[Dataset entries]
____

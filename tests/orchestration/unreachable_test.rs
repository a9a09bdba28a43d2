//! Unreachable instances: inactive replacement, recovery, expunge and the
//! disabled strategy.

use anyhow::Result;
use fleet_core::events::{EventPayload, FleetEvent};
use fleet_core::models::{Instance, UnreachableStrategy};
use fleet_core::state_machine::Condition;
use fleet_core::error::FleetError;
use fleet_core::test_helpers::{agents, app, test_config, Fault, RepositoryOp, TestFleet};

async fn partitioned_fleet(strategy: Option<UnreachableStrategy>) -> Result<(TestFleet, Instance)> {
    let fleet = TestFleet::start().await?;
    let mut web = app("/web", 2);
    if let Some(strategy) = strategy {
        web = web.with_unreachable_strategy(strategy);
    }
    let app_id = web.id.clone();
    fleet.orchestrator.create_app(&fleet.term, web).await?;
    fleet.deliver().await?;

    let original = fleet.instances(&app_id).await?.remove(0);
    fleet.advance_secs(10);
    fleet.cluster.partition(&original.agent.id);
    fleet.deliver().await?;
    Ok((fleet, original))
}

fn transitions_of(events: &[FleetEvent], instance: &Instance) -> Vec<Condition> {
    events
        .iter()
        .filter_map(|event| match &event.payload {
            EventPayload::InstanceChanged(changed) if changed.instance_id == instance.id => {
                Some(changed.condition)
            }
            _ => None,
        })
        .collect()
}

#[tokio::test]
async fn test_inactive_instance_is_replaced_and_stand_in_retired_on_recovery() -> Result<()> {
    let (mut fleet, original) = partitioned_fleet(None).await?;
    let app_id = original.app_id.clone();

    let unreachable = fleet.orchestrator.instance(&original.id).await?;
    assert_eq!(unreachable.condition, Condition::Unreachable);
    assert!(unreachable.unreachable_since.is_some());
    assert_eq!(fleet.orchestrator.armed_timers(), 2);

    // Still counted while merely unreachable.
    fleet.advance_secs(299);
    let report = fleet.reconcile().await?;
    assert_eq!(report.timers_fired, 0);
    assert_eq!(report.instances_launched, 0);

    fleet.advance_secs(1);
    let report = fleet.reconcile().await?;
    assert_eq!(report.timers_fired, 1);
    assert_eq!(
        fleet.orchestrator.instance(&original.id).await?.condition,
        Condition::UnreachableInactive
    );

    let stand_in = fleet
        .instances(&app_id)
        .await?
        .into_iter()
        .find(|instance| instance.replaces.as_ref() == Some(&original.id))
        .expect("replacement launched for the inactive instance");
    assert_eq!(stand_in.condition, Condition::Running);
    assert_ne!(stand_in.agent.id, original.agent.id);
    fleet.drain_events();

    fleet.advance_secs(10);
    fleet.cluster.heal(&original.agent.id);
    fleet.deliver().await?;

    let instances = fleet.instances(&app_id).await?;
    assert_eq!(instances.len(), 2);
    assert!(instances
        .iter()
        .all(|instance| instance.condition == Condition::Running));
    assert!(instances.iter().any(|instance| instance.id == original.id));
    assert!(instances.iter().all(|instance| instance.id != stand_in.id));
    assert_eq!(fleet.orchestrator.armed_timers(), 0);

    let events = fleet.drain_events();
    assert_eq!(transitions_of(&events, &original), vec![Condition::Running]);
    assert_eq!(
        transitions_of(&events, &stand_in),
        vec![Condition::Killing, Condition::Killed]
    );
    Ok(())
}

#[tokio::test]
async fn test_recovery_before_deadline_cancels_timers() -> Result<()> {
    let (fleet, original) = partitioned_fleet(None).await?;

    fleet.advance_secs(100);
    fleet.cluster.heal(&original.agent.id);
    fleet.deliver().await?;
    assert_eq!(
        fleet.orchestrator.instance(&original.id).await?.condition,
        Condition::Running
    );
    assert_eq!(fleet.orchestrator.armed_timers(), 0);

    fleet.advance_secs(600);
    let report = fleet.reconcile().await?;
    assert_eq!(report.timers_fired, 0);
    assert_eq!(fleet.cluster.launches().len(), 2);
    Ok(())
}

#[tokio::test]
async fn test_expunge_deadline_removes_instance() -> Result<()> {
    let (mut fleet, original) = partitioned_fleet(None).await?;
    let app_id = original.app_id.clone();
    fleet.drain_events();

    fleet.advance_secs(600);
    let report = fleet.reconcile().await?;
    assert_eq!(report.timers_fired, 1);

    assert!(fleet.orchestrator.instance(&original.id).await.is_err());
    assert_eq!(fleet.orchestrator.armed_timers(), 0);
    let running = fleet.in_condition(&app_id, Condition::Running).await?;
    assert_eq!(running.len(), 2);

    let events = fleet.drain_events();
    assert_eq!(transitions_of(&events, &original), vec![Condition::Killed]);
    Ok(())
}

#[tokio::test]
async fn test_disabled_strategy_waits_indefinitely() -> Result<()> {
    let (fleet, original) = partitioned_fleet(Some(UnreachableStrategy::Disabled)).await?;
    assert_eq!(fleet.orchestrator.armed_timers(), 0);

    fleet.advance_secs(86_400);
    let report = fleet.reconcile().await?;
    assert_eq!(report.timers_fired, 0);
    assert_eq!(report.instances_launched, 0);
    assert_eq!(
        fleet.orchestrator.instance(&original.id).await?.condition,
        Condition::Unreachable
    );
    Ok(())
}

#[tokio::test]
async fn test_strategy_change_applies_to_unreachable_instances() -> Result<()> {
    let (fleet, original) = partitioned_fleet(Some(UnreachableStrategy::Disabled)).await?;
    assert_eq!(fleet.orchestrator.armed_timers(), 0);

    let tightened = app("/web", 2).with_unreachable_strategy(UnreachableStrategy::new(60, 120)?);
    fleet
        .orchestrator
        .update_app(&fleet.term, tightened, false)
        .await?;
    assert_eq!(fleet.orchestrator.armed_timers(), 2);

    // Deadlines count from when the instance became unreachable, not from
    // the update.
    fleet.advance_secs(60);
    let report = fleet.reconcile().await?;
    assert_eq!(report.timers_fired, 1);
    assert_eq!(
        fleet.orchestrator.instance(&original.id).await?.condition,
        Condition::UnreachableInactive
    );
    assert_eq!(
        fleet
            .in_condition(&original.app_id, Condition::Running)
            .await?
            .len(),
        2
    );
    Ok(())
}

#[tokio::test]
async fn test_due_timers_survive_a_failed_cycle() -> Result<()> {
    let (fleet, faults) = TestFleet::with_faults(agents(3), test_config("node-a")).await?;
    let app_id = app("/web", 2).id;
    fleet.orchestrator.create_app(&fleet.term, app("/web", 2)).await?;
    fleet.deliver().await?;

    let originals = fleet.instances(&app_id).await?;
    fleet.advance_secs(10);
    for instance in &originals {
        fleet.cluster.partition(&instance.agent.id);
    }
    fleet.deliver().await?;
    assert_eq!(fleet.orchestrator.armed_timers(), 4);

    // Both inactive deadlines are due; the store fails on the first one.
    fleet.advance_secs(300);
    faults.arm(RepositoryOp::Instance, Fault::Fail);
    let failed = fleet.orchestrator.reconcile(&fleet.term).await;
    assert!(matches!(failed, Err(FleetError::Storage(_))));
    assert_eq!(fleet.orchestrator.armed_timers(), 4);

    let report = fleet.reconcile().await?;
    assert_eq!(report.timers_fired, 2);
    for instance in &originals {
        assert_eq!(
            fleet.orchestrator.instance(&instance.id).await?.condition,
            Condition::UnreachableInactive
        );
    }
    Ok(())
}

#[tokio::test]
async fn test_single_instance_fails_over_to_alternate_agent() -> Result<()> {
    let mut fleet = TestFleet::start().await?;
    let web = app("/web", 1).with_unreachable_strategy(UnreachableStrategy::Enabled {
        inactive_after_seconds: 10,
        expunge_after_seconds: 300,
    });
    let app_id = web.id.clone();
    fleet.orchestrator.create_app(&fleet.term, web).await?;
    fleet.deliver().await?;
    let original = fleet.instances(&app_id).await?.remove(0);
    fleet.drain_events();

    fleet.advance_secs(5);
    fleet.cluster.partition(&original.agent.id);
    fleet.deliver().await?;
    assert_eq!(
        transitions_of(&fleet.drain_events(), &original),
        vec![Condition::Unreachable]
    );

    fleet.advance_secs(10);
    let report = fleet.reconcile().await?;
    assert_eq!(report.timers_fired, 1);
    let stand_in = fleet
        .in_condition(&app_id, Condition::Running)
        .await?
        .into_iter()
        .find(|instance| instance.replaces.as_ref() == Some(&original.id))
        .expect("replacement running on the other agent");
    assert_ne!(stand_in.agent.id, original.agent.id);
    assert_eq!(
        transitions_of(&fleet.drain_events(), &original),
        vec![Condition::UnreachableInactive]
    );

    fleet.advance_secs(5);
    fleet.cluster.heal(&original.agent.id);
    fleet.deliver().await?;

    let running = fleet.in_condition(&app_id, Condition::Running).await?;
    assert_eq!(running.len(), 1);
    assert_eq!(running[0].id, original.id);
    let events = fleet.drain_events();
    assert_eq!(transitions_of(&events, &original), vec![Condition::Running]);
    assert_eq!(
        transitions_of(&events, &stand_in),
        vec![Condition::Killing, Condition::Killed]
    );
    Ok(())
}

____

[WHAT IS NEEDED]
Find the lines above that contain the word "term" and collect them.

[TASK ANSWER]
    fleet.orchestrator.create_app(&fleet.term, web).await?;
        .update_app(&fleet.term, tightened, false)
    fleet.orchestrator.create_app(&fleet.term, app("/web", 2)).await?;
    let failed = fleet.orchestrator.reconcile(&fleet.term).await;
    fleet.orchestrator.create_app(&fleet.term, web).await?;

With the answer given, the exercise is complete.